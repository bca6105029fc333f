//! Turn orchestration scenarios.

use strictly_minimax::{
    Board, Engine, Game, GameStatus, MoveError, Phase, Player, Position, Turn, rules,
};

fn seeded() -> Game {
    Game::with_engine(Engine::seeded(2024))
}

#[test]
fn test_immediate_human_win_skips_machine() {
    // X X . / O O . / . . .
    let board: Board = "XX.OO....".parse().unwrap();
    let mut game = Game::from_board(board, Engine::seeded(0)).unwrap();

    let status = game.apply_human_move(0, 2);

    assert_eq!(status, GameStatus::HumanWin);
    assert_eq!(game.phase(), Phase::GameOver);
    assert_eq!(
        game.history(),
        &[Turn::new(Player::Human, Position::TopRight)]
    );
    assert_eq!(game.board().count(Player::Machine), 2);
}

#[test]
fn test_occupied_square_is_ignored() {
    let mut game = seeded();
    game.apply_human_move(0, 0);
    let board_before = *game.board();
    let status_before = game.status();

    assert_eq!(game.apply_human_move(0, 0), status_before);
    assert_eq!(*game.board(), board_before);
    assert_eq!(game.history().len(), 2);
}

#[test]
fn test_out_of_range_is_ignored() {
    let mut game = seeded();
    assert_eq!(game.apply_human_move(0, 5), GameStatus::InProgress);
    assert_eq!(game.apply_human_move(9, 9), GameStatus::InProgress);
    assert_eq!(*game.board(), Board::new());
}

#[test]
fn test_moves_after_game_over_are_ignored() {
    let board: Board = "XX.OO....".parse().unwrap();
    let mut game = Game::from_board(board, Engine::seeded(0)).unwrap();
    game.apply_human_move(0, 2);
    let finished = *game.board();

    assert_eq!(game.try_human_move(2, 2), Err(MoveError::GameOver));
    assert_eq!(game.apply_human_move(2, 2), GameStatus::HumanWin);
    assert_eq!(*game.board(), finished);
}

#[test]
fn test_empty_cells_shrink_with_each_mark() {
    let mut game = seeded();
    let mut marks = 0;
    for pos in Position::ALL {
        if game.status().is_over() {
            break;
        }
        if game.board().is_empty(pos) {
            game.apply_human_move(pos.row(), pos.col());
            let added = game.history().len() - marks;
            assert!(added == 1 || added == 2);
            marks = game.history().len();
            assert_eq!(game.board().empty_cells().len(), 9 - marks);
        }
    }
    assert!(game.status().is_over());
    assert_ne!(game.status(), GameStatus::HumanWin);
}

#[test]
fn test_machine_takes_win_when_offered() {
    // X . . / O O . / X . .  human ignores the threat at (1,2)
    let board: Board = "X..OO.X..".parse().unwrap();
    let mut game = Game::from_board(board, Engine::seeded(0)).unwrap();
    let status = game.apply_human_move(0, 1);
    assert_eq!(status, GameStatus::MachineWin);
    assert_eq!(
        game.board().get(Position::MiddleRight),
        strictly_minimax::Square::Occupied(Player::Machine)
    );
}

#[test]
fn test_full_board_without_line_is_draw() {
    let board: Board = "XOXXOOOXX".parse().unwrap();
    assert_eq!(rules::status(&board), GameStatus::Draw);
    assert!(board.empty_cells().is_empty());
}

#[test]
fn test_reset_restores_empty_game() {
    let board: Board = "XX.OO....".parse().unwrap();
    let mut game = Game::from_board(board, Engine::seeded(0)).unwrap();
    game.apply_human_move(0, 2);
    game.reset();

    assert_eq!(*game.board(), Board::new());
    assert_eq!(*game.start(), Board::new());
    assert_eq!(game.status(), GameStatus::InProgress);
    assert_eq!(game.phase(), Phase::AwaitingHumanMove);
}

#[test]
fn test_from_board_rejects_human_line() {
    // Human already won with equal counts: unreachable with the human to move.
    let board: Board = "XXXOOO...".parse().unwrap();
    assert!(matches!(
        Game::from_board(board, Engine::seeded(0)),
        Err(MoveError::InvalidPosition(_))
    ));
}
..........
→ What the task asks: Report all lines above with "InProgress".

→ Task output:
    assert_eq!(game.apply_human_move(0, 5), GameStatus::InProgress);
    assert_eq!(game.apply_human_move(9, 9), GameStatus::InProgress);
    assert_eq!(game.status(), GameStatus::InProgress);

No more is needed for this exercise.